_Task statement_. Working from the top of the records below, reproduce each line exactly, ending once you have written the line containing "if !bpm.is_finite() ||".

Exercise input below:

use midly::Timing;

use crate::constants::{MAX_TEMPO_MICROSECONDS, MICROSECONDS_PER_MINUTE, MICROSECONDS_PER_SECOND};
use crate::error::{Error, Result};

/// Converts a span of seconds to ticks at the given resolution and tempo.
///
/// # Arguments
///
/// * `delta_seconds` - Time span in seconds.
/// * `ticks_per_quarter` - Ticks per quarter note.
/// * `microseconds_per_quarter` - Tempo as the length of one quarter note.
///
/// # Returns
///
/// * The span rounded to the nearest tick, never negative.
pub fn seconds_to_ticks(delta_seconds: f64, ticks_per_quarter: u16, microseconds_per_quarter: u32) -> u32 {
    let ticks = delta_seconds * MICROSECONDS_PER_SECOND / microseconds_per_quarter as f64
        * ticks_per_quarter as f64;
    // saturating cast, NaN lands on 0
    ticks.round().max(0.0) as u32
}

/// Converts a span of ticks to seconds at the given resolution and tempo.
pub fn ticks_to_seconds(delta_ticks: u32, ticks_per_quarter: u16, microseconds_per_quarter: u32) -> f64 {
    delta_ticks as f64 * microseconds_per_quarter as f64
        / MICROSECONDS_PER_SECOND
        / ticks_per_quarter as f64
}

/// Converts beats per minute to the tempo field value (microseconds per quarter note).
pub fn bpm_to_microseconds_per_quarter(bpm: f64) -> Result<u32> {
    if !bpm.is_finite() || bpm <= 0.0 {
        return Err(Error::MalformedInput(format!("tempo must be a positive BPM, got {}", bpm)));
    }

    let microseconds = (MICROSECONDS_PER_MINUTE / bpm).round();
    if microseconds < 1.0 || microseconds > MAX_TEMPO_MICROSECONDS as f64 {
        return Err(Error::MalformedInput(format!(
            "tempo {} BPM does not fit the 24-bit tempo field",
            bpm
        )));
    }

    Ok(microseconds as u32)
}

pub fn microseconds_per_quarter_to_bpm(microseconds_per_quarter: u32) -> f64 {
    MICROSECONDS_PER_MINUTE / microseconds_per_quarter as f64
}

/// Time base declared by a file header.
#[derive(Debug, Clone, Copy, PartialEq)]
pub enum Resolution {
    /// Ticks per quarter note; tick length follows the tempo.
    Metrical(u16),
    /// SMPTE frames, each split into a fixed number of ticks. Ignores tempo.
    Timecode { frames_per_second: f32, ticks_per_frame: u8 },
}

impl Resolution {
    pub fn from_timing(timing: Timing) -> Result<Self> {
        match timing {
            Timing::Metrical(ticks_per_quarter) if ticks_per_quarter.as_int() == 0 => {
                Err(Error::Parse("header declares 0 ticks per quarter note".to_string()))
            }
            Timing::Metrical(ticks_per_quarter) => Ok(Resolution::Metrical(ticks_per_quarter.as_int())),
            Timing::Timecode(_, 0) => Err(Error::Parse("header declares 0 ticks per frame".to_string())),
            Timing::Timecode(fps, ticks_per_frame) => Ok(Resolution::Timecode {
                frames_per_second: fps.as_f32(),
                ticks_per_frame,
            }),
        }
    }

    pub fn ticks_to_seconds(&self, delta_ticks: u32, microseconds_per_quarter: u32) -> f64 {
        match *self {
            Resolution::Metrical(ticks_per_quarter) => {
                ticks_to_seconds(delta_ticks, ticks_per_quarter, microseconds_per_quarter)
            }
            Resolution::Timecode { frames_per_second, ticks_per_frame } => {
                delta_ticks as f64 / (frames_per_second as f64 * ticks_per_frame as f64)
            }
        }
    }
}
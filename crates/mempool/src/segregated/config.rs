//! Size-class parameters of the segregated allocator.

use snafu::ensure;

use crate::error::{
    ConfigError, GranularityNotPowerOfTwoSnafu, GranularityTooSmallSnafu, InvalidCeilingSnafu,
    ZeroBatchCountSnafu,
};

/// Tuning parameters of a [`SegregatedAllocator`](super::SegregatedAllocator).
///
/// Requests are rounded up to a multiple of `granularity`; every multiple up
/// to and including `ceiling` has its own free list. Requests above `ceiling`
/// bypass the size classes. `batch_count` is the number of cells carved from
/// the arena when a class runs dry.
#[derive(Debug, Clone, Copy, PartialEq, Eq)]
pub struct SegregatedConfig {
    granularity: usize,
    ceiling: usize,
    batch_count: usize,
}

impl Default for SegregatedConfig {
    fn default() -> Self {
        Self::DEFAULT
    }
}

impl SegregatedConfig {
    /// 64-byte granularity, 64 KiB ceiling (1024 classes), batches of 20.
    pub const DEFAULT: Self = Self {
        granularity: 64,
        ceiling: 65536,
        batch_count: 20,
    };

    /// Creates a validated configuration.
    ///
    /// # Errors
    ///
    /// - `granularity` must be a power of two no smaller than a pointer, so
    ///   that every cell can hold a free-list link and rounding is a mask.
    /// - `ceiling` must be a nonzero multiple of `granularity`.
    /// - `batch_count` must be at least one.
    pub fn new(granularity: usize, ceiling: usize, batch_count: usize) -> Result<Self, ConfigError> {
        ensure!(
            granularity.is_power_of_two(),
            GranularityNotPowerOfTwoSnafu { granularity }
        );
        ensure!(
            granularity >= size_of::<*mut u8>(),
            GranularityTooSmallSnafu {
                granularity,
                min: size_of::<*mut u8>(),
            }
        );
        ensure!(
            ceiling > 0 && ceiling.is_multiple_of(granularity),
            InvalidCeilingSnafu {
                ceiling,
                granularity
            }
        );
        ensure!(batch_count > 0, ZeroBatchCountSnafu);
        Ok(Self {
            granularity,
            ceiling,
            batch_count,
        })
    }

    /// Returns a copy with a different granularity.
    pub fn with_granularity(self, granularity: usize) -> Result<Self, ConfigError> {
        Self::new(granularity, self.ceiling, self.batch_count)
    }

    /// Returns a copy with a different ceiling.
    pub fn with_ceiling(self, ceiling: usize) -> Result<Self, ConfigError> {
        Self::new(self.granularity, ceiling, self.batch_count)
    }

    /// Returns a copy with a different refill batch size.
    pub fn with_batch_count(self, batch_count: usize) -> Result<Self, ConfigError> {
        Self::new(self.granularity, self.ceiling, batch_count)
    }

    #[must_use]
    pub const fn granularity(&self) -> usize {
        self.granularity
    }

    #[must_use]
    pub const fn ceiling(&self) -> usize {
        self.ceiling
    }

    #[must_use]
    pub const fn batch_count(&self) -> usize {
        self.batch_count
    }

    /// Number of size classes.
    #[must_use]
    pub const fn class_count(&self) -> usize {
        self.ceiling / self.granularity
    }

    /// Rounds `bytes` up to the next multiple of the granularity.
    ///
    /// A zero-byte request is treated as a one-byte request.
    #[must_use]
    pub const fn round_up(&self, bytes: usize) -> usize {
        let bytes = if bytes == 0 { 1 } else { bytes };
        (bytes + self.granularity - 1) & !(self.granularity - 1)
    }

    /// Returns the size class serving a request of `bytes` bytes.
    ///
    /// The result is only meaningful for `bytes <= ceiling`.
    #[must_use]
    pub const fn class_index(&self, bytes: usize) -> usize {
        let bytes = if bytes == 0 { 1 } else { bytes };
        bytes.div_ceil(self.granularity) - 1
    }

    /// Returns the cell size of size class `index`.
    #[must_use]
    pub const fn class_size(&self, index: usize) -> usize {
        (index + 1) * self.granularity
    }

    /// Returns `true` if requests of `bytes` bytes bypass the size classes.
    #[must_use]
    pub const fn is_oversized(&self, bytes: usize) -> bool {
        bytes > self.ceiling
    }
}
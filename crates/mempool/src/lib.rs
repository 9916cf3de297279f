//! Pool allocators for container storage.
//!
//! This crate provides two independent allocation engines that sit between a
//! container and the system allocator. Both are `no_std` compatible and only
//! depend on a [`RawAlloc`](raw::RawAlloc) source for their backing memory.
//!
//! # Available Allocators
//!
//! ## [`SlabPool`](slab_pool::SlabPool)
//!
//! A typed pool that serves exactly one `T` per call. Best suited for:
//!
//! - Node-based containers (lists, trees, maps)
//! - Many short-lived objects of a single type
//!
//! **Performance**: O(1) allocation and deallocation. A new block of
//! `BLOCK_SIZE` bytes is requested only when both the free list and the
//! current block are exhausted.
//!
//! ## [`SegregatedAllocator`](segregated::SegregatedAllocator)
//!
//! A byte-oriented allocator with one free list per size class. Best suited
//! for:
//!
//! - Growable arrays and buffers of many different sizes
//! - Workloads that repeatedly free and reallocate similar sizes
//!
//! **Performance**: O(1) for requests up to the ceiling once their class has
//! been refilled; requests above the ceiling cost one system allocation.
//!
//! # Usage Examples
//!
//! ## Basic `SlabPool` Usage
//!
//! ```rust
//! use mempool::slab_pool::SlabPool;
//!
//! let mut pool = SlabPool::<[u64; 2]>::new();
//! let a = pool.allocate().unwrap();
//! let b = pool.allocate().unwrap();
//! unsafe {
//!     pool.construct(a, [1, 2]);
//!     pool.construct(b, [3, 4]);
//!     pool.deallocate(a);
//! }
//! // The most recently released slot is reused first.
//! assert_eq!(pool.allocate().unwrap(), a);
//! ```
//!
//! ## Basic `SegregatedAllocator` Usage
//!
//! ```rust
//! use mempool::segregated::{SegregatedAllocator, SegregatedConfig};
//!
//! let config = SegregatedConfig::new(32, 4096, 8).unwrap();
//! let mut allocator = SegregatedAllocator::with_config(config, mempool::raw::Global);
//!
//! let small = allocator.allocate(24).unwrap(); // 32-byte class
//! let large = allocator.allocate(10_000).unwrap(); // forwarded to the raw source
//! unsafe {
//!     allocator.deallocate(small, 24);
//!     allocator.deallocate(large, 10_000);
//! }
//!
//! let stats = allocator.stats();
//! assert_eq!(stats.refills, 1);
//! assert_eq!(stats.fallback_allocations, 1);
//! ```
//!
//! # Design Considerations
//!
//! ## Memory Safety
//!
//! Deallocation is `unsafe` in both engines. Callers must ensure:
//!
//! - Memory is returned to the allocator it came from
//! - The segregated allocator is given a size in the same class as the
//!   original request
//! - No use-after-free or double-free
//!
//! Violations are only checked by `debug_assert!`s.
//!
//! ## Thread Safety
//!
//! Both engines are `Send` but not `Sync`. Use
//! [`LockedAllocator`](locked::LockedAllocator) to share a segregated
//! allocator between threads or to install it as the global allocator.
//!
//! ## Performance Characteristics
//!
//! | Allocator | Allocation | Deallocation | Per-allocation Overhead | Best Use Case |
//! |-----------|------------|--------------|-------------------------|---------------|
//! | `SlabPool` | O(1) | O(1) | none (slots are at least one pointer) | One type, one at a time |
//! | `SegregatedAllocator` | O(1)* | O(1)* | rounding to the granularity | Buffers of varying size |
//!
//! *For requests up to the ceiling (64 KiB by default)
//!
//! # Features
//!
//! - `log` (default): emit growth and refill events through the `log` facade.
//! - `std`: enables [`raw::System`] and `std::error::Error` for the error
//!   types.

#![no_std]
#![cfg_attr(coverage_nightly, feature(coverage_attribute))]

extern crate alloc;
#[cfg(any(test, feature = "std"))]
extern crate std;

#[cfg(feature = "log")]
macro_rules! log_event {
    ($level:ident, $($arg:tt)*) => {
        ::log::$level!($($arg)*)
    };
}

#[cfg(not(feature = "log"))]
macro_rules! log_event {
    ($level:ident, $($arg:tt)*) => {
        if false {
            let _ = ::core::format_args!($($arg)*);
        }
    };
}

macro_rules! trace {
    ($($arg:tt)*) => {
        log_event!(trace, $($arg)*)
    };
}

macro_rules! debug {
    ($($arg:tt)*) => {
        log_event!(debug, $($arg)*)
    };
}

macro_rules! warn {
    ($($arg:tt)*) => {
        log_event!(warn, $($arg)*)
    };
}

pub mod adapter;
pub mod error;
pub mod locked;
pub mod raw;
pub mod segregated;
pub mod slab_pool;

pub use self::{
    adapter::{ElementAllocator, SegregatedElements},
    error::{AllocError, ConfigError},
    locked::LockedAllocator,
    segregated::{SegregatedAllocator, SegregatedConfig, SegregatedStats},
    slab_pool::SlabPool,
};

End of Exercise input.

_Response_.
use midly::Timing;

use crate::constants::{MAX_TEMPO_MICROSECONDS, MICROSECONDS_PER_MINUTE, MICROSECONDS_PER_SECOND};
use crate::error::{Error, Result};

/// Converts a span of seconds to ticks at the given resolution and tempo.
///
/// # Arguments
///
/// * `delta_seconds` - Time span in seconds.
/// * `ticks_per_quarter` - Ticks per quarter note.
/// * `microseconds_per_quarter` - Tempo as the length of one quarter note.
///
/// # Returns
///
/// * The span rounded to the nearest tick, never negative.
pub fn seconds_to_ticks(delta_seconds: f64, ticks_per_quarter: u16, microseconds_per_quarter: u32) -> u32 {
    let ticks = delta_seconds * MICROSECONDS_PER_SECOND / microseconds_per_quarter as f64
        * ticks_per_quarter as f64;
    // saturating cast, NaN lands on 0
    ticks.round().max(0.0) as u32
}

/// Converts a span of ticks to seconds at the given resolution and tempo.
pub fn ticks_to_seconds(delta_ticks: u32, ticks_per_quarter: u16, microseconds_per_quarter: u32) -> f64 {
    delta_ticks as f64 * microseconds_per_quarter as f64
        / MICROSECONDS_PER_SECOND
        / ticks_per_quarter as f64
}

/// Converts beats per minute to the tempo field value (microseconds per quarter note).
pub fn bpm_to_microseconds_per_quarter(bpm: f64) -> Result<u32> {
    if !bpm.is_finite() || bpm <= 0.0 {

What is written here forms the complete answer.